The insinuation is that if patients have their level of medication increased, then the side effects would increase proportionately. The main driving force to increase medication in this manner is one of “cost saving.”

One would presume that the cost savings have only been calculated relative to reducing treating patients with heart failure, not by incorporating costs relating to treating the side effects of the treatment!

In fact, for years we have seen that one of the main issues relating to the statins and cholesterol controversy is one of money — lots of it! In 2009 total revenues exceeded $25 billion. (17)

At last count, over 25 million Americans were on statins and this was without taking into consideration the effects of the new guidelines. The indications are that in the future the figures will double. (18)

The income, of course, does not include the profits pharmaceutical companies make treating the side effects of statins. For them, the numbers are clear. The more preventative treatments they provide, the richer they become. The benefits to patients however are less obvious.

The Need for Cholesterol

Cholesterol is essential to the human metabolism. It is required for Vitamin D synthesis, the digestion of fats through bile salts; it forms part of each and every cell. It regulates numerous hormones; it is a powerful antioxidant and assists in repairing injuries.
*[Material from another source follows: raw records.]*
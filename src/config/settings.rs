use anyhow::{Context, Result};
use clap::Parser;
use serde::{Deserialize, Serialize};
use std::path::{Path, PathBuf};
use tracing::warn;

use sessionizer_core::config::{
    LayoutKind, SelectorOptions, SessionizerConfig, TmuxOptions, DEFAULT_DEPTH,
    DEFAULT_EDITOR_COMMAND, DEFAULT_PREVIEW, DEFAULT_SELECTOR, DEFAULT_TMUX,
};
use sessionizer_core::paths;
use sessionizer_core::tmux::INSIDE_TMUX_ENV;

use crate::app::Mode;

/// Environment variable overriding the default parent directory
pub const PARENT_DIR_ENV: &str = "TMUX_SESSIONIZER_PARENT_DIR";

/// Fallback parent directory when nothing else is configured
pub const HOME_ENV: &str = "HOME";

/// Upper bound for the walk depth
const MAX_DEPTH: usize = 32;

/// Command line arguments
#[derive(Parser, Debug)]
#[command(
    author,
    version,
    about = "Fuzzy find a directory and start or attach a tmux session in it"
)]
pub struct Config {
    /// Enable debug logging
    #[arg(long)]
    pub debug: bool,

    /// Path to config file
    #[arg(short, long)]
    pub config: Option<PathBuf>,

    /// Parent directory to search for subdirectories
    #[arg(short, long)]
    pub parent_dir: Option<PathBuf>,

    /// Depth of the subdirectories to search
    #[arg(short, long)]
    pub depth: Option<usize>,

    /// List and switch to active tmux sessions
    #[arg(long, conflicts_with = "directory")]
    pub sessions: bool,

    /// Directory to start the session in, skipping the selection
    pub directory: Option<PathBuf>,
}

impl Config {
    /// Parse command line arguments
    pub fn parse_args() -> Self {
        Self::parse()
    }

    /// What this invocation should do
    pub fn mode(&self) -> Mode {
        if self.sessions {
            Mode::Sessions
        } else if let Some(dir) = &self.directory {
            Mode::Directory(dir.clone())
        } else {
            Mode::Discover
        }
    }
}

/// Application settings (from config file)
#[derive(Debug, Clone, Serialize, Deserialize)]
pub struct Settings {
    /// Parent directory to search (`~` allowed)
    #[serde(default)]
    pub parent_dir: Option<PathBuf>,

    /// Maximum walk depth
    #[serde(default = "default_depth")]
    pub depth: usize,

    /// Fuzzy selector settings
    #[serde(default)]
    pub selector: SelectorSettings,

    /// Dot-directories reserved for deeper scanning (not used yet)
    #[serde(default = "default_allowed_dotfiles")]
    pub allowed_dotfiles: Vec<String>,

    /// tmux settings
    #[serde(default)]
    pub tmux: TmuxSettings,
}

fn default_depth() -> usize {
    DEFAULT_DEPTH
}

fn default_allowed_dotfiles() -> Vec<String> {
    vec![".config".to_string(), ".dotfiles".to_string()]
}

/// Fuzzy selector settings
#[derive(Debug, Clone, Serialize, Deserialize)]
pub struct SelectorSettings {
    /// Selector program
    #[serde(default = "default_selector_command")]
    pub command: String,

    /// Extra selector options
    #[serde(default = "default_selector_options")]
    pub options: Vec<String>,

    /// Preview command, empty disables the preview
    #[serde(default = "default_preview")]
    pub preview: String,
}

fn default_selector_command() -> String {
    DEFAULT_SELECTOR.to_string()
}

fn default_selector_options() -> Vec<String> {
    vec!["--cycle".to_string()]
}

fn default_preview() -> String {
    DEFAULT_PREVIEW.to_string()
}

impl Default for SelectorSettings {
    fn default() -> Self {
        Self {
            command: default_selector_command(),
            options: default_selector_options(),
            preview: default_preview(),
        }
    }
}

/// tmux settings
#[derive(Debug, Clone, Serialize, Deserialize)]
pub struct TmuxSettings {
    /// tmux program
    #[serde(default = "default_tmux_command")]
    pub command: String,

    /// Index of the first window (tmux `base-index`)
    #[serde(default = "default_base_index")]
    pub base_index: u32,

    /// Index of the first pane (tmux `pane-base-index`)
    #[serde(default = "default_base_index")]
    pub pane_base_index: u32,

    /// Command typed into the editor window
    #[serde(default = "default_editor_command")]
    pub editor_command: String,

    /// Layout for new sessions
    #[serde(default)]
    pub layout: LayoutKind,
}

fn default_tmux_command() -> String {
    DEFAULT_TMUX.to_string()
}

fn default_base_index() -> u32 {
    1
}

fn default_editor_command() -> String {
    DEFAULT_EDITOR_COMMAND.to_string()
}

impl Default for TmuxSettings {
    fn default() -> Self {
        Self {
            command: default_tmux_command(),
            base_index: default_base_index(),
            pane_base_index: default_base_index(),
            editor_command: default_editor_command(),
            layout: LayoutKind::default(),
        }
    }
}

impl Default for Settings {
    fn default() -> Self {
        Self {
            parent_dir: None,
            depth: default_depth(),
            selector: SelectorSettings::default(),
            allowed_dotfiles: default_allowed_dotfiles(),
            tmux: TmuxSettings::default(),
        }
    }
}

/// Replace a leading `~` component with the home directory
pub fn expand_tilde(path: &Path) -> PathBuf {
    match path.strip_prefix("~") {
        Ok(rest) => dirs::home_dir()
            .map(|home| home.join(rest))
            .unwrap_or_else(|| path.to_path_buf()),
        Err(_) => path.to_path_buf(),
    }
}

fn env_path(key: &str) -> Option<PathBuf> {
    std::env::var_os(key)
        .filter(|v| !v.is_empty())
        .map(PathBuf::from)
}

impl Settings {
    /// Load settings from config file or use defaults
    pub fn load(path: Option<&PathBuf>) -> Result<Self> {
        if let Some(p) = path {
            if p.exists() {
                return Self::read(p);
            }
            warn!(path = %p.display(), "config file not found, trying default locations");
        }

        let default_paths = [
            dirs::config_dir().map(|p| p.join("tmux-sessionizer/config.toml")),
            dirs::home_dir().map(|p| p.join(".config/tmux-sessionizer/config.toml")),
            dirs::home_dir().map(|p| p.join(".tmux-sessionizer.toml")),
        ];

        for path in default_paths.iter().flatten() {
            if path.exists() {
                return Self::read(path);
            }
        }

        Ok(Self::default())
    }

    fn read(path: &Path) -> Result<Self> {
        let content = std::fs::read_to_string(path)
            .with_context(|| format!("Failed to read config file: {:?}", path))?;
        toml::from_str(&content).with_context(|| format!("Failed to parse config file: {:?}", path))
    }

    /// Merge CLI config into settings (CLI takes precedence)
    pub fn merge_cli(&mut self, cli: &Config) {
        if let Some(parent_dir) = &cli.parent_dir {
            self.parent_dir = Some(parent_dir.clone());
        }
        if let Some(depth) = cli.depth {
            self.depth = depth;
        }
    }

    /// Validate and normalize settings values
    pub fn validate(&mut self) {
        if self.depth > MAX_DEPTH {
            warn!(depth = self.depth, max = MAX_DEPTH, "depth too large, clamping");
            self.depth = MAX_DEPTH;
        }
    }

    /// Parent directory: settings, then `TMUX_SESSIONIZER_PARENT_DIR`, then `HOME`, then `.`
    pub fn resolve_parent_dir(&self) -> PathBuf {
        let raw = self
            .parent_dir
            .clone()
            .or_else(|| env_path(PARENT_DIR_ENV))
            .or_else(|| env_path(HOME_ENV))
            .unwrap_or_else(|| PathBuf::from("."));
        paths::canonicalize(&expand_tilde(&raw))
    }

    /// Freeze into the configuration value passed to the core components
    pub fn to_core_config(&self) -> SessionizerConfig {
        let preview = Some(self.selector.preview.clone()).filter(|p| !p.trim().is_empty());
        SessionizerConfig {
            parent_dir: self.resolve_parent_dir(),
            max_depth: self.depth,
            selector: SelectorOptions {
                command: self.selector.command.clone(),
                options: self.selector.options.clone(),
                preview,
            },
            allowed_dotfiles: self.allowed_dotfiles.clone(),
            tmux: TmuxOptions {
                command: self.tmux.command.clone(),
                base_index: self.tmux.base_index,
                pane_base_index: self.tmux.pane_base_index,
                editor_command: self.tmux.editor_command.clone(),
                layout: self.tmux.layout,
            },
            inside_multiplexer: std::env::var_os(INSIDE_TMUX_ENV).is_some(),
        }
    }
}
If cholesterol levels fall too low, patients risk neurological or immune dysfunction. The human body can no more function on low levels of cholesterol than it can on low levels of blood.

There can be little doubt until the scientific community independently investigate all the pros and cons of the statins and cholesterol relationship, the controversy will continue to escalate and, quite possibly, result in increasing mistrust of Big Pharma and the powers that be.
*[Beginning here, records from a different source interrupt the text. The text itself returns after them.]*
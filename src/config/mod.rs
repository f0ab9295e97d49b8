mod settings;

pub use settings::{
    expand_tilde, Config, SelectorSettings, Settings, TmuxSettings, HOME_ENV, PARENT_DIR_ENV,
};
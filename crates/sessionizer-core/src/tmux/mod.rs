//! Multiplexer command model, session registry and attach.

mod attach;
mod command;
mod registry;

pub use attach::{Attacher, INSIDE_TMUX_ENV};
pub use command::{pane_target, window_target, TmuxCommand};
pub use registry::{match_session, Session, SessionRegistry, NO_SERVER_MARKERS};

use once_cell::sync::Lazy;
use regex::Regex;
use std::path::Path;

/// Characters tmux rewrites or rejects in session names
static SESSION_NAME_FORBIDDEN: Lazy<Regex> =
    Lazy::new(|| Regex::new(r"[.:]").expect("Invalid SESSION_NAME_FORBIDDEN regex"));

/// Session name used for a new session rooted at `path`: its base name, tmux-safe
pub fn session_name_for(path: &Path) -> String {
    let base = path
        .file_name()
        .map(|n| n.to_string_lossy().into_owned())
        .unwrap_or_default();
    if base.is_empty() {
        return "root".to_string();
    }
    SESSION_NAME_FORBIDDEN.replace_all(&base, "_").into_owned()
}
As the problems with the US on-line calculator clearly show, the issues have not been deeply thought through prior to widening the net of treatment. Nothing, it seems, is either certain or clear.

Although amendments have been turned into cholesterol guidelines, in most cases advising that diet and lifestyle should be taken into account in addition to laboratory test results, the medical establishment is continuing to incorporate an increasing number of people into the boundaries of needing statin treatments.

Fortunately, there is a growing body of MD’s practicing functional and integrative medicine, who are  working to keep patients well without the uses (or pressures) of modern medicine. Many individuals improve their situations and restore their health through a better lifestyle, without negative consequences.